Top of GIVEN DATA

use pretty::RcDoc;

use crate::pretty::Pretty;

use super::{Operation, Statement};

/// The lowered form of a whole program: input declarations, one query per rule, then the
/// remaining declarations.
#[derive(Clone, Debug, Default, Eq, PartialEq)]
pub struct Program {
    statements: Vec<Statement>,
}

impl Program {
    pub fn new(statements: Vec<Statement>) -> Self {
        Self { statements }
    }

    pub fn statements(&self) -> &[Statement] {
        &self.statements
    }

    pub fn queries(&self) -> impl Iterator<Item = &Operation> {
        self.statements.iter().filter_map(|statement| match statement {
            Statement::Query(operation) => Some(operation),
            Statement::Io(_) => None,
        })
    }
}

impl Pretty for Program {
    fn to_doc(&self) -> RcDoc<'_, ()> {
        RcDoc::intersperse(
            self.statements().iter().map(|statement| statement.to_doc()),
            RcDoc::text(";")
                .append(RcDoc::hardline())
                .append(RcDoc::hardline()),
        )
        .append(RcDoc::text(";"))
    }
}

Bottom of GIVEN DATA
Top of GIVEN DATA

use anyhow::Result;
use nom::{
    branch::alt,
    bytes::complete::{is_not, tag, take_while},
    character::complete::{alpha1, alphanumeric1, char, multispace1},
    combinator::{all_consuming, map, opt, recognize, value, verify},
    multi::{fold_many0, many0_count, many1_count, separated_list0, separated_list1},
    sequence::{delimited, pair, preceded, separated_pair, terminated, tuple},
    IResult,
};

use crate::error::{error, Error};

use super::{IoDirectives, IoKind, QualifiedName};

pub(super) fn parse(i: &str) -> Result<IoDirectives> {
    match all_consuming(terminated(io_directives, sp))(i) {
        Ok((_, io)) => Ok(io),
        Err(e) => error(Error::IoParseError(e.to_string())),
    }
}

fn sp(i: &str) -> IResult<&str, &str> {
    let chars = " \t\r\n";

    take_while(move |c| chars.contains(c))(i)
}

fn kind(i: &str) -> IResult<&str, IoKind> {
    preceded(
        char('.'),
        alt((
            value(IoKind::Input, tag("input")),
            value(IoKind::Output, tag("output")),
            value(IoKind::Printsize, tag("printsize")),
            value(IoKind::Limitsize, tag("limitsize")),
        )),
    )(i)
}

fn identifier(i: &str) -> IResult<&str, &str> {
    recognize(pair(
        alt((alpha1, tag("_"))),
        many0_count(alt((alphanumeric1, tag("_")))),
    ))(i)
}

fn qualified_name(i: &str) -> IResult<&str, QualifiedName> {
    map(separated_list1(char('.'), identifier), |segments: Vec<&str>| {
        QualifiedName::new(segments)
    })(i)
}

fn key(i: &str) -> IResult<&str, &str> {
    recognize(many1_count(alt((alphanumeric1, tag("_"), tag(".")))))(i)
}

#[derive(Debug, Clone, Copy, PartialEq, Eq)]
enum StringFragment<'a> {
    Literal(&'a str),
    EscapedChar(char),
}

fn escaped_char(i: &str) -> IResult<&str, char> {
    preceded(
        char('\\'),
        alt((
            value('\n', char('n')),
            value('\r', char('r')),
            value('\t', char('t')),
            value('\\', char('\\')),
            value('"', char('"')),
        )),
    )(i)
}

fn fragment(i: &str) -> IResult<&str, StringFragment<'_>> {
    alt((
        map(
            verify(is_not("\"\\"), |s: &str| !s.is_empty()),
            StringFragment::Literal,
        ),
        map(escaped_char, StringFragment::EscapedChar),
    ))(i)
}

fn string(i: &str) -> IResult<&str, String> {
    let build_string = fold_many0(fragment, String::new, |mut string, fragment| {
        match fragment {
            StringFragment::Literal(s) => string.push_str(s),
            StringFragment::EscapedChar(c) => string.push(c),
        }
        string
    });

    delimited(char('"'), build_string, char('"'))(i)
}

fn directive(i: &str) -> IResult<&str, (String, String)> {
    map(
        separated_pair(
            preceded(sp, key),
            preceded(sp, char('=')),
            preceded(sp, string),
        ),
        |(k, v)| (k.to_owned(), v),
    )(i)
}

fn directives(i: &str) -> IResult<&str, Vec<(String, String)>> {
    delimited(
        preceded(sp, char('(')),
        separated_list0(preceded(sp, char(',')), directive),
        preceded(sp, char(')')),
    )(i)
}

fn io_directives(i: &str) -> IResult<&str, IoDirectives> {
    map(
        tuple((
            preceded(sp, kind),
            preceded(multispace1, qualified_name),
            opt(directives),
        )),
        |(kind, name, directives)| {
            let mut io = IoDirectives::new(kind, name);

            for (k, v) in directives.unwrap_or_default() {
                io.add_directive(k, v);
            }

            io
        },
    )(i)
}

Bottom of GIVEN DATA

| EXERCISE BRIEF |
Check each line of the data above for the word "RcDoc" and copy the ones where it is found.

| ANSWER |
use pretty::RcDoc;
    fn to_doc(&self) -> RcDoc<'_, ()> {
        RcDoc::intersperse(
            RcDoc::text(";")
                .append(RcDoc::hardline())
                .append(RcDoc::hardline()),
        .append(RcDoc::text(";"))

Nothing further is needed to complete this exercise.